◆ **TASK BRIEF**
Repeat the stretch of entries below from the line with "use super::*;" through the line with "assert!(x.dot(d_dtheta(theta, phi)).abs() <". Include both ends and add nothing.

◆ **ENTRIES SHOWN**

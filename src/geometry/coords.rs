//! Spherical coordinate conventions shared by the sampler, the spline and the physics.
//!
//! Positions are `(longitude φ, colatitude θ)` in radians. Colatitude is measured
//! from the +Z pole, so the unit vector is
//! `(sin θ cos φ, sin θ sin φ, cos θ)`.

use std::f64::consts::PI;

use glam::DVec3;
use serde::{Deserialize, Serialize};

/// A location on the sphere.
#[derive(Debug, Clone, Copy, PartialEq, Serialize, Deserialize)]
pub struct SpherePoint {
    /// Longitude (azimuth) in radians, nominally in `[0, 2π]`.
    pub lon: f64,
    /// Colatitude in radians, `0` at the north pole and `π` at the south pole.
    pub colat: f64,
}

impl SpherePoint {
    /// Creates a new point from longitude and colatitude.
    pub fn new(lon: f64, colat: f64) -> Self {
        Self { lon, colat }
    }

    /// Returns true if the point lies strictly between the two polar caps of
    /// angular size `cap_fraction * π`.
    pub fn outside_polar_caps(self, cap_fraction: f64) -> bool {
        cap_fraction * PI < self.colat && self.colat < (1.0 - cap_fraction) * PI
    }
}

/// Unit vector for colatitude `theta` and longitude `phi`.
#[inline]
pub fn unit_vector(theta: f64, phi: f64) -> DVec3 {
    let (st, ct) = theta.sin_cos();
    let (sp, cp) = phi.sin_cos();
    DVec3::new(st * cp, st * sp, ct)
}

/// `∂x/∂θ` of [`unit_vector`]; points south with unit length.
#[inline]
pub fn d_dtheta(theta: f64, phi: f64) -> DVec3 {
    let (st, ct) = theta.sin_cos();
    let (sp, cp) = phi.sin_cos();
    DVec3::new(ct * cp, ct * sp, -st)
}

/// `∂x/∂φ` of [`unit_vector`]; points east with length `sin θ`.
#[inline]
pub fn d_dphi(theta: f64, phi: f64) -> DVec3 {
    let (st, _) = theta.sin_cos();
    let (sp, cp) = phi.sin_cos();
    DVec3::new(-st * sp, st * cp, 0.0)
}

/// Evenly spaced samples over `[start, end]`, both ends included.
///
/// A single sample sits at `start`.
pub fn linspace(start: f64, end: f64, count: usize) -> Vec<f64> {
    match count {
        0 => Vec::new(),
        1 => vec![start],
        _ => {
            let last = count - 1;
            let step = (end - start) / last as f64;
            (0..count)
                .map(|i| if i == last { end } else { start + step * i as f64 })
                .collect()
        }
    }
}

#[cfg(test)]
mod tests {
    use super::*;
    use approx::assert_relative_eq;
    use std::f64::consts::TAU;

    #[test]
    fn unit_vector_has_unit_length() {
        for &(theta, phi) in &[(0.3, 0.1), (1.2, 4.0), (2.9, 6.1)] {
            assert_relative_eq!(unit_vector(theta, phi).length(), 1.0, epsilon = 1e-12);
        }
    }

    #[test]
    fn polar_caps_exclude_points_near_either_pole() {
        assert!(SpherePoint::new(1.0, 1.5).outside_polar_caps(0.05));
        assert!(!SpherePoint::new(1.0, 0.1).outside_polar_caps(0.05));
        assert!(!SpherePoint::new(1.0, PI - 0.1).outside_polar_caps(0.05));
    }

    #[test]
    fn tangents_are_orthogonal_to_position() {
        let (theta, phi) = (0.8, 2.5);
        let x = unit_vector(theta, phi);
        assert!(x.dot(d_dtheta(theta, phi)).abs() < 1e-12);
        assert!(x.dot(d_dphi(theta, phi)).abs() < 1e-12);
        assert_relative_eq!(d_dphi(theta, phi).length(), theta.sin(), epsilon = 1e-12);
    }

    #[test]
    fn linspace_includes_both_ends() {
        let v = linspace(0.0, PI, 5);
        assert_eq!(v.len(), 5);
        assert_eq!(v[0], 0.0);
        assert_eq!(v[4], PI);
        assert_eq!(linspace(0.0, TAU, 10)[9], TAU);
        assert_eq!(linspace(1.0, 2.0, 1), vec![1.0]);
        assert!(linspace(1.0, 2.0, 0).is_empty());
    }
}
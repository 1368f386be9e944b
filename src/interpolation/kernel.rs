//! Radial kernel and affine basis of the spherical spline.
//!
//! The sphere is embedded in R³ and distances are chord lengths. The cubic
//! polyharmonic kernel `r³` is conditionally positive definite of order two
//! there, so it is paired with the affine space `{1, x, y, z}`.

use glam::DVec3;

/// Number of affine basis terms.
pub const AFFINE_TERMS: usize = 4;

/// Kernel value for chord distance `r`.
#[inline]
pub fn kernel(r: f64) -> f64 {
    r * r * r
}

/// Ambient gradient of `kernel(|x - center|)` with respect to `x`.
///
/// `d/dx r³ = 3 r² · (x - c) / r = 3 r (x - c)`, which is smooth at `r = 0`.
#[inline]
pub fn kernel_gradient(x: DVec3, center: DVec3) -> DVec3 {
    let d = x - center;
    3.0 * d.length() * d
}

/// Affine basis evaluated at `x`.
#[inline]
pub fn affine_basis(x: DVec3) -> [f64; AFFINE_TERMS] {
    [1.0, x.x, x.y, x.z]
}
//! Regular longitude/colatitude mesh used for output snapshots.

use std::f64::consts::{PI, TAU};

use serde::{Deserialize, Serialize};

use super::ConfigError;
use crate::geometry::linspace;
use crate::interpolation::{EvalError, EvalMode, FittedField};

/// A row-major 2D array, one row per colatitude.
///
/// Serialises as nested rows. Non-finite values are written as `null` and
/// read back as NaN, so diverged runs survive a JSON round trip.
#[derive(Debug, Clone, PartialEq, Serialize, Deserialize)]
#[serde(into = "NestedRows", try_from = "NestedRows")]
pub struct GridField {
    rows: usize,
    cols: usize,
    values: Vec<f64>,
}

impl GridField {
    /// Wraps `values` laid out row by row.
    ///
    /// Returns `None` if `values.len() != rows * cols`.
    pub fn from_vec(rows: usize, cols: usize, values: Vec<f64>) -> Option<Self> {
        (values.len() == rows * cols).then_some(Self { rows, cols, values })
    }

    /// `(rows, cols)`.
    pub fn shape(&self) -> (usize, usize) {
        (self.rows, self.cols)
    }

    pub fn rows(&self) -> usize {
        self.rows
    }

    pub fn cols(&self) -> usize {
        self.cols
    }

    /// Flat row-major values.
    pub fn values(&self) -> &[f64] {
        &self.values
    }

    /// Value at `(row, col)`, if in range.
    pub fn get(&self, row: usize, col: usize) -> Option<f64> {
        (row < self.rows && col < self.cols).then(|| self.values[row * self.cols + col])
    }

    /// One row of the grid, if in range.
    pub fn row(&self, row: usize) -> Option<&[f64]> {
        (row < self.rows).then(|| &self.values[row * self.cols..(row + 1) * self.cols])
    }

    /// Copies the grid into nested rows.
    pub fn to_rows(&self) -> Vec<Vec<f64>> {
        (0..self.rows)
            .map(|r| self.values[r * self.cols..(r + 1) * self.cols].to_vec())
            .collect()
    }

    /// `(min, max)` over all values, ignoring NaN. `None` for an empty grid.
    pub fn range(&self) -> Option<(f64, f64)> {
        self.values
            .iter()
            .filter(|v| !v.is_nan())
            .fold(None, |acc, &v| match acc {
                None => Some((v, v)),
                Some((lo, hi)) => Some((lo.min(v), hi.max(v))),
            })
    }
}

/// Wire form of a [`GridField`]: one array per row, `null` for non-finite values.
#[derive(Serialize, Deserialize)]
#[serde(transparent)]
struct NestedRows(Vec<Vec<Option<f64>>>);

impl From<GridField> for NestedRows {
    fn from(grid: GridField) -> Self {
        let rows = (0..grid.rows)
            .map(|r| {
                grid.values[r * grid.cols..(r + 1) * grid.cols]
                    .iter()
                    .map(|v| v.is_finite().then_some(*v))
                    .collect()
            })
            .collect();
        NestedRows(rows)
    }
}

impl TryFrom<NestedRows> for GridField {
    type Error = String;

    fn try_from(nested: NestedRows) -> Result<Self, Self::Error> {
        let rows = nested.0.len();
        let cols = nested.0.first().map_or(0, Vec::len);
        if let Some(r) = nested.0.iter().position(|row| row.len() != cols) {
            return Err(format!(
                "ragged grid: row {r} has {} values, expected {cols}",
                nested.0[r].len()
            ));
        }
        let values = nested
            .0
            .into_iter()
            .flatten()
            .map(|v| v.unwrap_or(f64::NAN))
            .collect();
        GridField::from_vec(rows, cols, values).ok_or_else(|| format!("grid is not {rows} x {cols}"))
    }
}

/// Temperature and wind components evaluated on a [`RegularGrid`].
#[derive(Debug, Clone, PartialEq, Serialize, Deserialize)]
pub struct GridProjection {
    pub temperature: GridField,
    pub zonal_velocity: GridField,
    pub meridional_velocity: GridField,
}

/// Fixed mesh of `resolution` colatitudes in `[0, π]` by `2 · resolution`
/// longitudes in `[0, 2π]`, both ends included.
#[derive(Debug, Clone, PartialEq)]
pub struct RegularGrid {
    lats: Vec<f64>,
    lons: Vec<f64>,
}

impl RegularGrid {
    /// Builds the mesh for the given resolution.
    pub fn new(resolution: usize) -> Result<Self, ConfigError> {
        if resolution == 0 {
            return Err(ConfigError::GridResolution(resolution));
        }
        Ok(Self {
            lats: linspace(0.0, PI, resolution),
            lons: linspace(0.0, TAU, 2 * resolution),
        })
    }

    /// Colatitude of each row.
    pub fn lats(&self) -> &[f64] {
        &self.lats
    }

    /// Longitude of each column.
    pub fn lons(&self) -> &[f64] {
        &self.lons
    }

    /// `(lat_count, lon_count)`.
    pub fn shape(&self) -> (usize, usize) {
        (self.lats.len(), self.lons.len())
    }

    /// Colatitude at every mesh node.
    pub fn lat_mesh(&self) -> GridField {
        let cols = self.lons.len();
        let values = self
            .lats
            .iter()
            .flat_map(|&t| std::iter::repeat(t).take(cols))
            .collect();
        GridField {
            rows: self.lats.len(),
            cols,
            values,
        }
    }

    /// Longitude at every mesh node.
    pub fn lon_mesh(&self) -> GridField {
        let values = self
            .lats
            .iter()
            .flat_map(|_| self.lons.iter().copied())
            .collect();
        GridField {
            rows: self.lats.len(),
            cols: self.lons.len(),
            values,
        }
    }

    /// Evaluates `field` at every mesh node.
    pub fn project(&self, field: &FittedField) -> Result<GridField, EvalError> {
        let values = field.evaluate(&self.lats, &self.lons, EvalMode::Grid)?;
        Ok(GridField {
            rows: self.lats.len(),
            cols: self.lons.len(),
            values,
        })
    }
}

◆ **RESPONSE TO THE EXERCISE**
    use super::*;
    use approx::assert_relative_eq;
    use std::f64::consts::TAU;

    #[test]
    fn unit_vector_has_unit_length() {
        for &(theta, phi) in &[(0.3, 0.1), (1.2, 4.0), (2.9, 6.1)] {
            assert_relative_eq!(unit_vector(theta, phi).length(), 1.0, epsilon = 1e-12);
        }
    }

    #[test]
    fn polar_caps_exclude_points_near_either_pole() {
        assert!(SpherePoint::new(1.0, 1.5).outside_polar_caps(0.05));
        assert!(!SpherePoint::new(1.0, 0.1).outside_polar_caps(0.05));
        assert!(!SpherePoint::new(1.0, PI - 0.1).outside_polar_caps(0.05));
    }

    #[test]
    fn tangents_are_orthogonal_to_position() {
        let (theta, phi) = (0.8, 2.5);
        let x = unit_vector(theta, phi);
        assert!(x.dot(d_dtheta(theta, phi)).abs() < 1e-12);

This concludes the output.